Le Premier ministre a surpris l’ensemble de la communauté immobilière lorsqu’en pleine crise des gilets jaunes, quelques jours seulement après la promulgation de la loi Élan sur le logement, monument législatif, il signe un décret missionnant le député LREM Mickaël Nogal de Haute-Garonne* pour réfl échir à l’amélioration du marché locatif. Édouard Philippe a surpris parce qu’en pleine crise du pays, alors qu’un texte fondamental venait d’être voté, il ouvrait une nouvelle problématique immobilière. L’enjeu est plus profond qu’il y paraît : faciliter l’accès des ménages au marché locatif et sécuriser les revenus des propriétaires.
Un équilibre de plus en plus difficile à trouver
En première approche, les deux objectifs sont contradictoires. Pourtant, pas de marché sans cet équilibre entre des locations accessibles à la plus large proportion des candidats locataires et des investisseurs qui y trouvent leur compte. Cette équation a de plus en plus de mal à s’équilibrer, en particulier sous l’effet de la désolvabilisation de la demande et de la fragilisation des locataires comme des bailleurs, face à des loyers qui ont augmenté dans les grandes villes plus rapidement que les revenus et ce, dans un climat de délitement du marché du travail depuis vingt ans.

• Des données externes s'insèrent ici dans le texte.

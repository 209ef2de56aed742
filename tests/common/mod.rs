//! Common test utilities for media-dl integration tests

#[allow(dead_code)]
pub mod fixtures;

#[allow(unused_imports)]
pub use fixtures::*;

Redonner à la location la place qui lui convient
On doit rendre au gouvernement deux hommages : celui, d’abord, d’avoir pris la mesure de cette réalité, et même d’avoir rouvert sans idéologie un dossier daté et marqué, instruit en leur temps et à leur manière par François Hollande et Cécile Duflot. On parlait alors d’encadrement des loyers d’office dans toutes les agglomérations tendues et de garantie universelle des loyers. Les deux solutions ont été, l’une enterrée, l’autre édulcorée, mais les problèmes persistent.

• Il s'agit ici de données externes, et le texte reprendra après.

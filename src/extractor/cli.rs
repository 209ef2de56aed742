//! CLI-based extractor using the external yt-dlp binary

use super::traits::{ExtractionJob, ExtractionOutput, Extractor};
use async_trait::async_trait;
use std::ffi::OsString;
use std::path::PathBuf;
use std::process::Stdio;
use tokio::process::Command;

/// Name of the executable looked up on `PATH`
pub const DEFAULT_BINARY_NAME: &str = "yt-dlp";

/// yt-dlp output template, relative to the job's output directory
pub const OUTPUT_TEMPLATE: &str = "%(title)s.%(ext)s";

/// Browser-like request headers passed to yt-dlp
///
/// Some hosts reject requests that do not look like they come from a browser.
#[derive(Debug, Clone, PartialEq, Eq)]
pub struct BrowserHeaders {
    /// Value for `--user-agent`
    pub user_agent: String,
    /// Value for `--referer`
    pub referer: String,
}

/// Extractor that shells out to yt-dlp
///
/// # Examples
///
/// ```no_run
/// use media_dl::extractor::CliExtractor;
/// use std::path::PathBuf;
///
/// // Explicit path
/// let extractor = CliExtractor::new(PathBuf::from("/usr/local/bin/yt-dlp"));
///
/// // Or auto-discover from PATH
/// let extractor = CliExtractor::from_path().expect("yt-dlp not found in PATH");
///
/// // Or run the Python module
/// let extractor = CliExtractor::new(PathBuf::from("python3"))
///     .with_leading_args(["-m", "yt_dlp"]);
/// ```
#[derive(Debug, Clone)]
pub struct CliExtractor {
    binary_path: PathBuf,
    leading_args: Vec<OsString>,
    merge_output_format: String,
    headers: Option<BrowserHeaders>,
}

impl CliExtractor {
    /// Create a new CLI extractor with an explicit binary path
    pub fn new(binary_path: PathBuf) -> Self {
        Self {
            binary_path,
            leading_args: Vec::new(),
            merge_output_format: "mp4".to_string(),
            headers: None,
        }
    }

    /// Attempt to find yt-dlp in PATH
    ///
    /// Uses the `which` crate to search for the `yt-dlp` binary.
    pub fn from_path() -> Option<Self> {
        which::which(DEFAULT_BINARY_NAME).ok().map(Self::new)
    }

    /// Build an extractor from configuration
    ///
    /// Uses the configured path if set, then `PATH`. When nothing is found
    /// the bare binary name is kept, so invocations fail as
    /// [`crate::Error::ExtractionFailed`] rather than at startup.
    pub fn from_config(config: &crate::config::ExtractorConfig) -> Self {
        let base = match &config.binary_path {
            Some(path) => Self::new(path.clone()),
            None => Self::from_path().unwrap_or_else(|| {
                tracing::warn!(
                    binary = DEFAULT_BINARY_NAME,
                    "extraction tool not found in PATH; downloads will fail until it is installed"
                );
                Self::new(PathBuf::from(DEFAULT_BINARY_NAME))
            }),
        };

        let base = base.with_merge_output_format(config.merge_output_format.clone());
        if config.impersonate {
            base.with_browser_headers(BrowserHeaders {
                user_agent: config.user_agent.clone(),
                referer: config.referer.clone(),
            })
        } else {
            base
        }
    }

    /// Arguments inserted before the yt-dlp arguments (e.g. `-m yt_dlp`)
    pub fn with_leading_args<I, S>(mut self, args: I) -> Self
    where
        I: IntoIterator<Item = S>,
        S: Into<OsString>,
    {
        self.leading_args = args.into_iter().map(Into::into).collect();
        self
    }

    /// Container passed to `--merge-output-format`
    pub fn with_merge_output_format(mut self, format: impl Into<String>) -> Self {
        self.merge_output_format = format.into();
        self
    }

    /// Send browser-like headers with every request
    pub fn with_browser_headers(mut self, headers: BrowserHeaders) -> Self {
        self.headers = Some(headers);
        self
    }

    /// Full argument list for a job, excluding the program itself
    pub fn build_args(&self, job: &ExtractionJob<'_>) -> Vec<OsString> {
        let mut args: Vec<OsString> = self.leading_args.clone();

        if let Some(headers) = &self.headers {
            args.push("--user-agent".into());
            args.push(headers.user_agent.clone().into());
            args.push("--referer".into());
            args.push(headers.referer.clone().into());
        }

        args.push("-f".into());
        args.push(job.format.as_str().into());
        args.push("--merge-output-format".into());
        args.push(self.merge_output_format.clone().into());
        args.push("-o".into());
        args.push(job.output_dir.join(OUTPUT_TEMPLATE).into_os_string());
        // a URL starting with '-' must not be read as an option
        args.push("--".into());
        args.push(job.url.into());

        args
    }
}

fn combine_output(stdout: &[u8], stderr: &[u8]) -> String {
    let mut combined = String::from_utf8_lossy(stdout).into_owned();
    if !stderr.is_empty() {
        if !combined.is_empty() && !combined.ends_with('\n') {
            combined.push('\n');
        }
        combined.push_str(&String::from_utf8_lossy(stderr));
    }
    combined
}

#[async_trait]
impl Extractor for CliExtractor {
    async fn extract(&self, job: &ExtractionJob<'_>) -> crate::Result<ExtractionOutput> {
        tracing::debug!(
            binary = %self.binary_path.display(),
            url = job.url,
            format = %job.format,
            output_dir = %job.output_dir.display(),
            "running extraction tool"
        );

        let output = Command::new(&self.binary_path)
            .args(self.build_args(job))
            .stdin(Stdio::null())
            .output()
            .await
            .map_err(|e| crate::Error::ExtractionFailed {
                reason: format!(
                    "Failed to execute {}: {}",
                    self.binary_path.display(),
                    e
                ),
                exit_code: None,
                output: String::new(),
            })?;

        let diagnostics = combine_output(&output.stdout, &output.stderr);

        if !output.status.success() {
            return Err(crate::Error::ExtractionFailed {
                reason: format!("{} exited with {}", self.binary_path.display(), output.status),
                exit_code: output.status.code(),
                output: diagnostics,
            });
        }

        Ok(ExtractionOutput { diagnostics })
    }

    fn name(&self) -> &'static str {
        "cli-yt-dlp"
    }

    fn binary_path(&self) -> Option<PathBuf> {
        Some(self.binary_path.clone())
    }

    fn is_available(&self) -> bool {
        self.binary_path.is_file() || which::which(&self.binary_path).is_ok()
    }
}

Une occasion historique pour reprendre la main
Il faut que la communauté des administrateurs de biens et des agents immobiliers saisissent cette occasion historique en faisant des propositions fortes pour reprendre la main. Faut-il qu’ils imaginent un dispositif de garantie contre les impayés sous la forme d’un partenariat public-privé entre les assureurs et Action Logement ? Faut-il qu’ils s’attribuent le rôle de ducroire pour être eux-mêmes garants du paiement des loyers ? Faut-ils qu’ils fassent évoluer les critères de choix des locataires pour rendre les locations privées plus accessibles ? Oui, sans doute. En tout cas, ces professionnels sont à un tournant de leur histoire. Doivent- ils y voir une pression de plus, une tracasserie supplémentaire ? Non, l’inverse : l’estime publique, qui se mérite, en effet, en acceptant une responsabilité majorée.